What needs to be done -
Wherever a line in the records below contains "BTreeMap", copy that line.

[Records drawn from a dataset]
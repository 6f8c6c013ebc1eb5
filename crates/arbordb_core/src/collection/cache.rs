//! Cache of resolved collection configurations.
//!
//! The cache is an ordered arena keyed by collection path. Because all
//! descendants of a path sort contiguously after `path + "/"`, invalidating a
//! subtree is a single range scan.
//!
//! Resolution is single-flight per path: the first caller for an uncached
//! path inserts a pending slot and resolves outside the lock; later callers
//! for the same path wait on that slot. An invalidation removes pending
//! slots too, and a resolution only publishes its result if its own slot is
//! still in place, so a result computed from configuration that changed
//! mid-flight is never cached.

use super::ResolvedConfig;
use crate::error::ConfigResult;
use arbordb_storage::DbPath;
use parking_lot::{Condvar, Mutex};
use std::collections::BTreeMap;
use std::ops::Bound;
use std::sync::Arc;

#[derive(Debug, Default)]
struct InFlight {
    /// `Some(None)`: resolution failed or was invalidated, retry.
    outcome: Mutex<Option<Option<Arc<ResolvedConfig>>>>,
    done: Condvar,
}

impl InFlight {
    fn finish(&self, outcome: Option<Arc<ResolvedConfig>>) {
        *self.outcome.lock() = Some(outcome);
        self.done.notify_all();
    }

    fn wait(&self) -> Option<Arc<ResolvedConfig>> {
        let mut outcome = self.outcome.lock();
        loop {
            if let Some(result) = outcome.as_ref() {
                return result.clone();
            }
            self.done.wait(&mut outcome);
        }
    }
}

#[derive(Debug)]
enum Slot {
    Ready(Arc<ResolvedConfig>),
    Pending(Arc<InFlight>),
}

enum Role {
    Leader(Arc<InFlight>),
    Waiter(Arc<InFlight>),
}

/// Resolved configurations keyed by collection path.
///
/// At most one [`ResolvedConfig`] exists per path at any time; entries are
/// removed on invalidation, never patched in place.
#[derive(Debug, Default)]
pub struct ConfigCache {
    slots: Mutex<BTreeMap<DbPath, Slot>>,
}

impl ConfigCache {
    /// Creates an empty cache.
    #[must_use]
    pub fn new() -> Self {
        Self::default()
    }

    /// Returns the cached configuration for `path`, if resolved.
    #[must_use]
    pub fn get(&self, path: &DbPath) -> Option<Arc<ResolvedConfig>> {
        match self.slots.lock().get(path) {
            Some(Slot::Ready(config)) => Some(Arc::clone(config)),
            _ => None,
        }
    }

    /// Returns the cached configuration for `path`, resolving it with
    /// `resolve` on a miss.
    ///
    /// Concurrent callers for the same uncached path share one resolution.
    ///
    /// # Errors
    ///
    /// Returns the error of this caller's own `resolve` call. Callers that
    /// waited on a failed resolution retry with their own `resolve`.
    pub fn get_or_resolve<F>(&self, path: &DbPath, mut resolve: F) -> ConfigResult<Arc<ResolvedConfig>>
    where
        F: FnMut() -> ConfigResult<ResolvedConfig>,
    {
        loop {
            let role = {
                let mut slots = self.slots.lock();
                match slots.get(path) {
                    Some(Slot::Ready(config)) => return Ok(Arc::clone(config)),
                    Some(Slot::Pending(flight)) => Role::Waiter(Arc::clone(flight)),
                    None => {
                        let flight = Arc::new(InFlight::default());
                        slots.insert(path.clone(), Slot::Pending(Arc::clone(&flight)));
                        Role::Leader(flight)
                    }
                }
            };

            match role {
                Role::Waiter(flight) => {
                    if let Some(config) = flight.wait() {
                        return Ok(config);
                    }
                }
                Role::Leader(flight) => {
                    let result = resolve().map(Arc::new);
                    let published = {
                        let mut slots = self.slots.lock();
                        let ours = matches!(
                            slots.get(path),
                            Some(Slot::Pending(current)) if Arc::ptr_eq(current, &flight)
                        );
                        match (&result, ours) {
                            (Ok(config), true) => {
                                slots.insert(path.clone(), Slot::Ready(Arc::clone(config)));
                                Some(Arc::clone(config))
                            }
                            (Err(_), true) => {
                                slots.remove(path);
                                None
                            }
                            (_, false) => None,
                        }
                    };
                    flight.finish(published);
                    return result;
                }
            }
        }
    }

    /// Removes the entries for `path` and every path below it.
    ///
    /// Returns the number of entries removed.
    pub fn invalidate(&self, path: &DbPath) -> usize {
        let mut slots = self.slots.lock();
        let prefix = path.descendant_prefix();
        let doomed: Vec<DbPath> = slots
            .range::<str, _>((Bound::Included(prefix.as_str()), Bound::Unbounded))
            .take_while(|(key, _)| key.as_str().starts_with(&prefix))
            .map(|(key, _)| key.clone())
            .collect();

        let mut removed = usize::from(slots.remove(path).is_some());
        for key in doomed {
            slots.remove(&key);
            removed += 1;
        }
        removed
    }

    /// Removes every entry.
    pub fn clear(&self) {
        self.slots.lock().clear();
    }

    /// Returns the number of resolved entries.
    #[must_use]
    pub fn len(&self) -> usize {
        self.slots
            .lock()
            .values()
            .filter(|slot| matches!(slot, Slot::Ready(_)))
            .count()
    }

    /// Returns true if nothing is resolved.
    #[must_use]
    pub fn is_empty(&self) -> bool {
        self.len() == 0
    }
}
//! Database paths.

use crate::error::{StoreError, StoreResult};
use serde::{Deserialize, Serialize};
use std::borrow::Borrow;
use std::fmt;

/// An absolute, normalized path in the collection hierarchy.
///
/// Paths look like `/db`, `/db/books` or `/db/books/moby-dick.xml`. They
/// always start with `/`, never end with one, and contain no empty, `.` or
/// `..` segments. Ordering is plain string ordering, so all descendants of a
/// path sort contiguously after `path + "/"`.
#[derive(Clone, PartialEq, Eq, PartialOrd, Ord, Hash, Serialize, Deserialize)]
#[serde(try_from = "String", into = "String")]
pub struct DbPath(String);

impl DbPath {
    /// Name of the database root collection.
    pub const ROOT: &'static str = "/db";

    /// Parses and normalizes a path.
    ///
    /// A single trailing `/` is accepted and dropped.
    ///
    /// # Errors
    ///
    /// Returns [`StoreError::InvalidPath`] if the path is relative, empty,
    /// or contains empty, `.` or `..` segments.
    pub fn parse(raw: &str) -> StoreResult<Self> {
        let trimmed = match raw.strip_suffix('/') {
            Some(rest) if !rest.is_empty() => rest,
            _ => raw,
        };
        let Some(body) = trimmed.strip_prefix('/') else {
            return Err(StoreError::invalid_path(raw, "path must be absolute"));
        };
        if body.is_empty() {
            return Err(StoreError::invalid_path(raw, "path has no segments"));
        }
        for segment in body.split('/') {
            match segment {
                "" => return Err(StoreError::invalid_path(raw, "empty segment")),
                "." | ".." => {
                    return Err(StoreError::invalid_path(raw, "relative segment"));
                }
                _ => {}
            }
        }
        Ok(Self(trimmed.to_owned()))
    }

    /// Returns the database root collection path.
    #[must_use]
    pub fn root() -> Self {
        Self(Self::ROOT.to_owned())
    }

    /// Returns the path as a string slice.
    #[must_use]
    pub fn as_str(&self) -> &str {
        &self.0
    }

    /// Iterates over the path segments.
    pub fn segments(&self) -> impl Iterator<Item = &str> {
        self.0[1..].split('/')
    }

    /// Returns the number of segments.
    #[must_use]
    pub fn depth(&self) -> usize {
        self.segments().count()
    }

    /// Returns the last segment.
    #[must_use]
    pub fn name(&self) -> &str {
        self.0.rsplit('/').next().unwrap_or_default()
    }

    /// Returns the parent path, or `None` for a single-segment path.
    #[must_use]
    pub fn parent(&self) -> Option<Self> {
        match self.0.rfind('/') {
            Some(0) | None => None,
            Some(idx) => Some(Self(self.0[..idx].to_owned())),
        }
    }

    /// Appends one segment.
    ///
    /// # Errors
    ///
    /// Returns [`StoreError::InvalidPath`] if the segment is empty, relative
    /// or contains a `/`.
    pub fn join(&self, segment: &str) -> StoreResult<Self> {
        if segment.is_empty() || segment == "." || segment == ".." || segment.contains('/') {
            return Err(StoreError::invalid_path(
                format!("{}/{segment}", self.0),
                "invalid segment",
            ));
        }
        Ok(Self(format!("{}/{segment}", self.0)))
    }

    /// Appends every segment of `other` below this path.
    ///
    /// `/db/system/config` joined with `/db/books` is
    /// `/db/system/config/db/books`.
    #[must_use]
    pub fn join_path(&self, other: &Self) -> Self {
        Self(format!("{}{}", self.0, other.0))
    }

    /// Returns true if `prefix` equals this path or is one of its ancestors.
    ///
    /// The comparison is segment-aware: `/db/ab` does not start with `/db/a`.
    #[must_use]
    pub fn starts_with(&self, prefix: &Self) -> bool {
        match self.0.strip_prefix(prefix.as_str()) {
            Some(rest) => rest.is_empty() || rest.starts_with('/'),
            None => false,
        }
    }

    /// Returns true if this path is a strict descendant of `ancestor`.
    #[must_use]
    pub fn is_descendant_of(&self, ancestor: &Self) -> bool {
        self != ancestor && self.starts_with(ancestor)
    }

    /// Removes an ancestor prefix, keeping the remainder absolute.
    ///
    /// `/db/system/config/db/books` stripped of `/db/system/config` is
    /// `/db/books`. Returns `None` unless this is a strict descendant.
    #[must_use]
    pub fn strip_prefix(&self, prefix: &Self) -> Option<Self> {
        if self.is_descendant_of(prefix) {
            Some(Self(self.0[prefix.0.len()..].to_owned()))
        } else {
            None
        }
    }

    /// Re-roots this path from `from` onto `to`.
    ///
    /// Used when a collection subtree is copied or moved.
    #[must_use]
    pub fn rebase(&self, from: &Self, to: &Self) -> Option<Self> {
        if self == from {
            Some(to.clone())
        } else {
            self.strip_prefix(from).map(|rest| to.join_path(&rest))
        }
    }

    /// Returns this path and all of its ancestors, root first.
    #[must_use]
    pub fn ancestors_inclusive(&self) -> Vec<Self> {
        let mut out = Vec::with_capacity(self.depth());
        let mut end = 0;
        for segment in self.segments() {
            end += 1 + segment.len();
            out.push(Self(self.0[..end].to_owned()));
        }
        out
    }

    /// Returns the key that every strict descendant of this path starts with.
    #[must_use]
    pub fn descendant_prefix(&self) -> String {
        format!("{}/", self.0)
    }
}

impl fmt::Display for DbPath {
    fn fmt(&self, f: &mut fmt::Formatter<'_>) -> fmt::Result {
        f.write_str(&self.0)
    }
}

impl fmt::Debug for DbPath {
    fn fmt(&self, f: &mut fmt::Formatter<'_>) -> fmt::Result {
        write!(f, "DbPath({})", self.0)
    }
}

impl TryFrom<String> for DbPath {
    type Error = StoreError;

    fn try_from(value: String) -> StoreResult<Self> {
        Self::parse(&value)
    }
}

impl TryFrom<&str> for DbPath {
    type Error = StoreError;

    fn try_from(value: &str) -> StoreResult<Self> {
        Self::parse(value)
    }
}

impl From<DbPath> for String {
    fn from(path: DbPath) -> Self {
        path.0
    }
}

impl Borrow<str> for DbPath {
    fn borrow(&self) -> &str {
        &self.0
    }
}

impl AsRef<str> for DbPath {
    fn as_ref(&self) -> &str {
        &self.0
    }
}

Your solution -
use std::collections::BTreeMap;
    slots: Mutex<BTreeMap<DbPath, Slot>>,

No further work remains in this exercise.